Comment 40 Robert Großkopf 2024-07-22 16:38:44 UTC
Please: This all has nothing to do with the reason for the order in Firebird. It has something to do what a user expect when he starts a form with many rows of data and will sort this data to get data he want. And the user expects it the way HSQLDB, MariaDB and PostgreSQL, all with drivers from LO, will sort. If this is sorted 'a' in front of 'A' or after 'A' isn't the problem. But 'a' after 'Z' is a horror.

Example: I have a table for invoice codes - international published, only this table should be used. I try to order this table by the name of the code.
Find "A Wheeled pallet with raised rim (81 x 72 x 135)" at row 4.

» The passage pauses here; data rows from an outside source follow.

//! Projection volumes
//!
//! A volume is a dense `[projections, rows, columns]` array of `f32`
//! samples stored row-major with columns varying fastest. The same layout
//! is used for curved and flat detector data.

use serde::{Deserialize, Serialize};

use crate::error::ResampleError;

/// Extents of a projection volume
#[derive(Debug, Clone, Copy, PartialEq, Eq, Serialize, Deserialize)]
pub struct VolumeShape {
    pub projections: usize,
    pub rows: usize,
    pub columns: usize,
}

impl VolumeShape {
    pub fn new(projections: usize, rows: usize, columns: usize) -> Self {
        Self {
            projections,
            rows,
            columns,
        }
    }

    /// Number of detector rows across all projections
    pub fn row_count(&self) -> Result<usize, ResampleError> {
        self.projections
            .checked_mul(self.rows)
            .ok_or_else(|| self.overflow())
    }

    /// Total number of samples
    pub fn len(&self) -> Result<usize, ResampleError> {
        self.row_count()?
            .checked_mul(self.columns)
            .ok_or_else(|| self.overflow())
    }

    pub fn is_empty(&self) -> bool {
        self.projections == 0 || self.rows == 0 || self.columns == 0
    }

    /// Same projection/row extent with a different column count
    pub fn with_columns(&self, columns: usize) -> Self {
        Self { columns, ..*self }
    }

    /// Offset of the first sample of row `(projection, row)`
    #[inline]
    pub fn row_offset(&self, projection: usize, row: usize) -> usize {
        (projection * self.rows + row) * self.columns
    }

    fn overflow(&self) -> ResampleError {
        ResampleError::ShapeOverflow {
            projections: self.projections,
            rows: self.rows,
            columns: self.columns,
        }
    }
}

impl std::fmt::Display for VolumeShape {
    fn fmt(&self, f: &mut std::fmt::Formatter<'_>) -> std::fmt::Result {
        write!(f, "{}x{}x{}", self.projections, self.rows, self.columns)
    }
}

/// An owned projection volume
#[derive(Debug, Clone, PartialEq)]
pub struct ProjectionVolume {
    shape: VolumeShape,
    data: Vec<f32>,
}

impl ProjectionVolume {
    /// Wrap an existing buffer, checking that it matches `shape`
    pub fn from_vec(shape: VolumeShape, data: Vec<f32>) -> Result<Self, ResampleError> {
        let expected = shape.len()?;
        if data.len() != expected {
            return Err(ResampleError::LengthMismatch {
                expected,
                actual: data.len(),
            });
        }
        Ok(Self { shape, data })
    }

    /// A zero-filled volume
    pub fn zeros(shape: VolumeShape) -> Result<Self, ResampleError> {
        Ok(Self {
            shape,
            data: vec![0.0; shape.len()?],
        })
    }

    pub fn shape(&self) -> VolumeShape {
        self.shape
    }

    pub fn as_slice(&self) -> &[f32] {
        &self.data
    }

    pub fn as_mut_slice(&mut self) -> &mut [f32] {
        &mut self.data
    }

    /// Samples of one detector row
    pub fn row(&self, projection: usize, row: usize) -> &[f32] {
        let start = self.shape.row_offset(projection, row);
        &self.data[start..start + self.shape.columns]
    }

    pub fn row_mut(&mut self, projection: usize, row: usize) -> &mut [f32] {
        let start = self.shape.row_offset(projection, row);
        &mut self.data[start..start + self.shape.columns]
    }

    #[inline]
    pub fn get(&self, projection: usize, row: usize, column: usize) -> f32 {
        self.data[self.shape.row_offset(projection, row) + column]
    }
}

#[cfg(test)]
mod tests {
    use super::*;

    #[test]
    fn test_shape_len() {
        let shape = VolumeShape::new(3, 4, 5);
        assert_eq!(shape.row_count().unwrap(), 12);
        assert_eq!(shape.len().unwrap(), 60);
        assert!(!shape.is_empty());
        assert!(VolumeShape::new(0, 4, 5).is_empty());
    }

    #[test]
    fn test_shape_overflow() {
        let shape = VolumeShape::new(usize::MAX, 2, 1);
        assert!(matches!(
            shape.len(),
            Err(ResampleError::ShapeOverflow { .. })
        ));
    }

    #[test]
    fn test_row_access() {
        let shape = VolumeShape::new(2, 2, 3);
        let data: Vec<f32> = (0..12).map(|v| v as f32).collect();
        let mut volume = ProjectionVolume::from_vec(shape, data).unwrap();

        assert_eq!(volume.row(1, 0), &[6.0f32, 7.0, 8.0]);
        assert_eq!(volume.get(1, 1, 2), 11.0);

        volume.row_mut(0, 1)[0] = -1.0;
        assert_eq!(volume.get(0, 1, 0), -1.0);
    }

    #[test]
    fn test_from_vec_rejects_wrong_length() {
        let shape = VolumeShape::new(1, 2, 3);
        let err = ProjectionVolume::from_vec(shape, vec![0.0; 5]).unwrap_err();
        assert_eq!(
            err,
            ResampleError::LengthMismatch {
                expected: 6,
                actual: 5
            }
        );
    }
}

Find "Wooden pallet 40 cm x 80 cm" at row 490.
Find "access line" at row 491.
The whole table has 2161 rows. Lower cased letter start at row 491.

And now argue with ASCII and computer science. When trying this I didn't get anybody, who will use this kind of sorting in his database and all people will ask me: "Why can't you create the database in HSQLDB? It isn't usable for me this way."